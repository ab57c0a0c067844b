//! Database schema management for `aircare-backend`.
//!
//! Ensures required tables and indexes exist before serving requests.
//! Applied once on startup from `main.rs` (EMBP: single gateway call).

use anyhow::Result;
use sqlx::PgPool;

// ---

/// Create or update the database schema (idempotent).
///
/// Creates the `readings` table for ingested sensor data, `severity_scores`
/// for the cached 1-4 classifications, and `station_records` for the
/// deduplicated national API history. Safe to call on every startup; no-op
/// if objects already exist.
///
/// The primary key on `station_records.recorded_at` is what makes the
/// poller's check-then-insert race-safe: overlapping ticks can only conflict,
/// never duplicate.
///
/// Errors are propagated if any SQL execution fails.
pub async fn create_schema(pool: &PgPool) -> Result<()> {
    // ---
    let mut tx = pool.begin().await?;

    // Ingested sensor readings served by `/api/sensor_data`
    sqlx::query(
        r#"
        CREATE TABLE IF NOT EXISTS readings (
            id          SERIAL PRIMARY KEY,
            temperature DOUBLE PRECISION,
            humidity    DOUBLE PRECISION,
            co2         INTEGER,
            voc         DOUBLE PRECISION,
            pm1         DOUBLE PRECISION,
            pm2_5       DOUBLE PRECISION,
            pm10        DOUBLE PRECISION,
            measured_at TIMESTAMPTZ NOT NULL
        );
        "#,
    )
    .execute(&mut *tx)
    .await?;

    // Cached severity classifications, at most one meaningful row per reading
    sqlx::query(
        r#"
        CREATE TABLE IF NOT EXISTS severity_scores (
            id          SERIAL PRIMARY KEY,
            reading_id  INTEGER  NOT NULL REFERENCES readings(id),
            value       SMALLINT NOT NULL,
            computed_at TIMESTAMPTZ NOT NULL
        );
        "#,
    )
    .execute(&mut *tx)
    .await?;

    // National API history, unique per upstream timestamp
    sqlx::query(
        r#"
        CREATE TABLE IF NOT EXISTS station_records (
            recorded_at    TIMESTAMPTZ PRIMARY KEY,
            pm10           DOUBLE PRECISION,
            pm2_5          DOUBLE PRECISION,
            pm10_category  SMALLINT,
            pm2_5_category SMALLINT,
            o3             DOUBLE PRECISION,
            no2            DOUBLE PRECISION,
            co             DOUBLE PRECISION,
            so2            DOUBLE PRECISION
        );
        "#,
    )
    .execute(&mut *tx)
    .await?;

    // Basic indexes for the most-recent-first read endpoints
    sqlx::query(
        r#"
        CREATE INDEX IF NOT EXISTS idx_readings_measured_at
            ON readings (measured_at DESC);
        "#,
    )
    .execute(&mut *tx)
    .await?;

    sqlx::query(
        r#"
        CREATE INDEX IF NOT EXISTS idx_severity_scores_reading_id
            ON severity_scores (reading_id);
        "#,
    )
    .execute(&mut *tx)
    .await?;

    tx.commit().await?;
    Ok(())
}
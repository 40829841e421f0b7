//! Error Types for Feature Construction and External Collaborators
//!
//! ## Design Philosophy
//!
//! Failures in the model lifecycle are contained at the smallest unit that
//! produced them. The error types here are therefore narrow: each describes
//! one thing that went wrong for one parameter or one collaborator call, and
//! callers decide whether that aborts a whole operation or just one entry.
//!
//! ## Error Categories
//!
//! ### Feature Construction
//! - `FeatureError::NonFinite`: a NaN or infinite value reached a feature column
//! - `FeatureError::LayoutMismatch`: a vector was requested for the wrong target
//!
//! ### External Collaborators
//! - `DatastoreError`: the time-series datastore could not answer a query
//! - `ArtifactStoreError`: a model artifact could not be read or written
//!
//! ## Error Handling Strategy
//!
//! ```rust
//! use envguard_core::{DatastoreError, FeatureError};
//!
//! fn describe(err: &FeatureError) -> &'static str {
//!     match err {
//!         FeatureError::NonFinite { .. } => "degenerate input, skip this parameter",
//!         FeatureError::LayoutMismatch { .. } => "caller bug, wrong layout",
//!     }
//! }
//!
//! fn is_fatal(err: &DatastoreError) -> bool {
//!     // No data to fall back on: the whole operation fails
//!     matches!(err, DatastoreError::Unavailable(_))
//! }
//! ```

use thiserror::Error;

use crate::parameter::{Parameter, Quantity};

/// Result type for feature construction
pub type FeatureResult<T> = Result<T, FeatureError>;

/// Feature construction errors
#[derive(Error, Debug, Clone, PartialEq)]
pub enum FeatureError {
    /// A target or covariate value is NaN or infinite
    #[error("Non-finite value for {quantity} in row {row}")]
    NonFinite {
        /// Column holding the value
        quantity: Quantity,
        /// Row index within the training table
        row: usize,
    },

    /// A layout fitted for one target was asked to build another target's vector
    #[error("Layout for {expected} cannot build features for {actual}")]
    LayoutMismatch {
        /// Target the layout was fitted for
        expected: Parameter,
        /// Target requested by the caller
        actual: Parameter,
    },
}

/// Datastore collaborator errors
#[derive(Error, Debug)]
pub enum DatastoreError {
    /// Datastore unreachable or refused the query
    #[error("Datastore unavailable: {0}")]
    Unavailable(String),

    /// A stored record could not be decoded into a reading
    #[error("Malformed reading: {0}")]
    Decode(String),

    /// Underlying I/O failure
    #[error("Datastore I/O error: {0}")]
    Io(#[from] std::io::Error),
}

/// Artifact store collaborator errors
#[derive(Error, Debug)]
pub enum ArtifactStoreError {
    /// No artifact stored under the key
    #[error("Artifact not found: {0}")]
    NotFound(String),

    /// Key cannot be used as an artifact name
    #[error("Invalid artifact key: {0}")]
    InvalidKey(String),

    /// Underlying I/O failure
    #[error("Artifact I/O error: {0}")]
    Io(#[from] std::io::Error),
}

* **Task description**:
Count how many lines above contain the word "classifications". Reply with the number alone.

* **Answer section**:
2